* [Work instructions] Within the records below, filter for lines carrying the word "ContentSection" and copy them.
------------------------------------------------
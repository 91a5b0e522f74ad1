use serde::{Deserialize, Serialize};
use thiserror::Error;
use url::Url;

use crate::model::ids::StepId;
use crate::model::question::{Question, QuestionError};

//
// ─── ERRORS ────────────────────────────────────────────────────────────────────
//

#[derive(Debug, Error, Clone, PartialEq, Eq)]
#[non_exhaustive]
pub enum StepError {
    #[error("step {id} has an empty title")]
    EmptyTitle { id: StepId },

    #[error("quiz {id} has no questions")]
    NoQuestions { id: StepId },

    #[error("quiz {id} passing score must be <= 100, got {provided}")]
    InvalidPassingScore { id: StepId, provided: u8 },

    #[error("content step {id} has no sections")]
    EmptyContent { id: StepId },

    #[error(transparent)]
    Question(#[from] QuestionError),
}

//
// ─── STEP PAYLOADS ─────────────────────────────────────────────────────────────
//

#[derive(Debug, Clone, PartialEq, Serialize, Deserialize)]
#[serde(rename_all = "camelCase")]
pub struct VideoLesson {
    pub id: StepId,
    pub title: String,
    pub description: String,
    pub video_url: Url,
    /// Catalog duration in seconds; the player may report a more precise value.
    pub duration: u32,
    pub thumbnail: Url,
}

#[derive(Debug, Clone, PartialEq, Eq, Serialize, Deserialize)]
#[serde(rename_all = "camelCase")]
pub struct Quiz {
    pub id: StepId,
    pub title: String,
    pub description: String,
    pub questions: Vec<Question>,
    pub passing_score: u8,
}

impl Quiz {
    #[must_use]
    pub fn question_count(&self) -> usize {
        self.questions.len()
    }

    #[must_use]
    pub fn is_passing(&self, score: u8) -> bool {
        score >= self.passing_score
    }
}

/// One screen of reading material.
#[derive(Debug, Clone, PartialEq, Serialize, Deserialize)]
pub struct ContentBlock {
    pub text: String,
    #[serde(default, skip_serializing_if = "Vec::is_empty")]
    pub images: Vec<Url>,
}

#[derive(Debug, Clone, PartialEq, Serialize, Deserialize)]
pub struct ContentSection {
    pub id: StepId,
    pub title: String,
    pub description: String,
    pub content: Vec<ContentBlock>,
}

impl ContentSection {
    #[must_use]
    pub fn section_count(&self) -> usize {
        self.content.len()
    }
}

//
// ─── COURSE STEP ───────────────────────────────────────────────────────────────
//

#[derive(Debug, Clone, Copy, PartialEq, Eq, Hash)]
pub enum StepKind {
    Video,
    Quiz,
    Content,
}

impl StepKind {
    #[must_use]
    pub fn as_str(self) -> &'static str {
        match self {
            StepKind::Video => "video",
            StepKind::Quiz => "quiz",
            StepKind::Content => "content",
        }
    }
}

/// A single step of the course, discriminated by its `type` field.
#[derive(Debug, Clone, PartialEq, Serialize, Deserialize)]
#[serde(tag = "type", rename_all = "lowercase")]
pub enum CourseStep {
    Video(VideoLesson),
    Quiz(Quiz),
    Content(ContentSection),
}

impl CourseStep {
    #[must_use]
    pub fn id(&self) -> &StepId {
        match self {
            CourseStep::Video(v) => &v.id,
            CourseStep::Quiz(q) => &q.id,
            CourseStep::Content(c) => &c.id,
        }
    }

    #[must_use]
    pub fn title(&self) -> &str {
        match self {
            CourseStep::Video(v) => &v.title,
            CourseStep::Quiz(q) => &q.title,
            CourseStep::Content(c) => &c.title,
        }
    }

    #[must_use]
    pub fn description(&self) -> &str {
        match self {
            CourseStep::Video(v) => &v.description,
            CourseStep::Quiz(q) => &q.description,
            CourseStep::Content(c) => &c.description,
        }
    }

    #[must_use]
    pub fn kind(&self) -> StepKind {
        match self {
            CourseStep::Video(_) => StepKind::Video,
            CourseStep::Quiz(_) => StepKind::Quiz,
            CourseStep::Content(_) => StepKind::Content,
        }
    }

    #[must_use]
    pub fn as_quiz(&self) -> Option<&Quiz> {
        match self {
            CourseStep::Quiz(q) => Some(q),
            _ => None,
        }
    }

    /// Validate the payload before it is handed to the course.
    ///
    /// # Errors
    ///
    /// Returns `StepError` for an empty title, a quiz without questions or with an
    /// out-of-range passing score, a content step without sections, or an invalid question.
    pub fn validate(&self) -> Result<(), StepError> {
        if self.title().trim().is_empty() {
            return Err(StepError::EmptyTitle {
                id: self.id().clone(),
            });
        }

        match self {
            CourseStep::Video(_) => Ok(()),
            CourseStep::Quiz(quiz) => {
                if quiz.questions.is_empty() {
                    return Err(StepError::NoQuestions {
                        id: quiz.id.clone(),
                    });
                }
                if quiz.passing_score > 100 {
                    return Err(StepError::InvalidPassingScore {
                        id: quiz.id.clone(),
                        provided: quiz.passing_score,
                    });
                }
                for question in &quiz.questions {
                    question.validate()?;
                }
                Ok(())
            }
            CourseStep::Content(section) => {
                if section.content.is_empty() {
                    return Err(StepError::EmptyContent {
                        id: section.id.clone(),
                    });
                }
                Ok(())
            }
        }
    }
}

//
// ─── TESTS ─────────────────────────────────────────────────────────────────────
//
------------------------------------------------
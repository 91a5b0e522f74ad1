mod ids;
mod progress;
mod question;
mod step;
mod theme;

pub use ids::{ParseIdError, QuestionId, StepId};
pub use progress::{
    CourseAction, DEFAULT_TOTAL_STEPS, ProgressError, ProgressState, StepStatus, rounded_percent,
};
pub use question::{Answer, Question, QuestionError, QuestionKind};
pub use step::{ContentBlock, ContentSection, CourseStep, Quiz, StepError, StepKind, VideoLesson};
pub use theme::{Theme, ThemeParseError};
------------------------------------------------
* [Task answer]
pub struct ContentSection {
impl ContentSection {
    Content(ContentSection),
pub use step::{ContentBlock, ContentSection, CourseStep, Quiz, StepError, StepKind, VideoLesson};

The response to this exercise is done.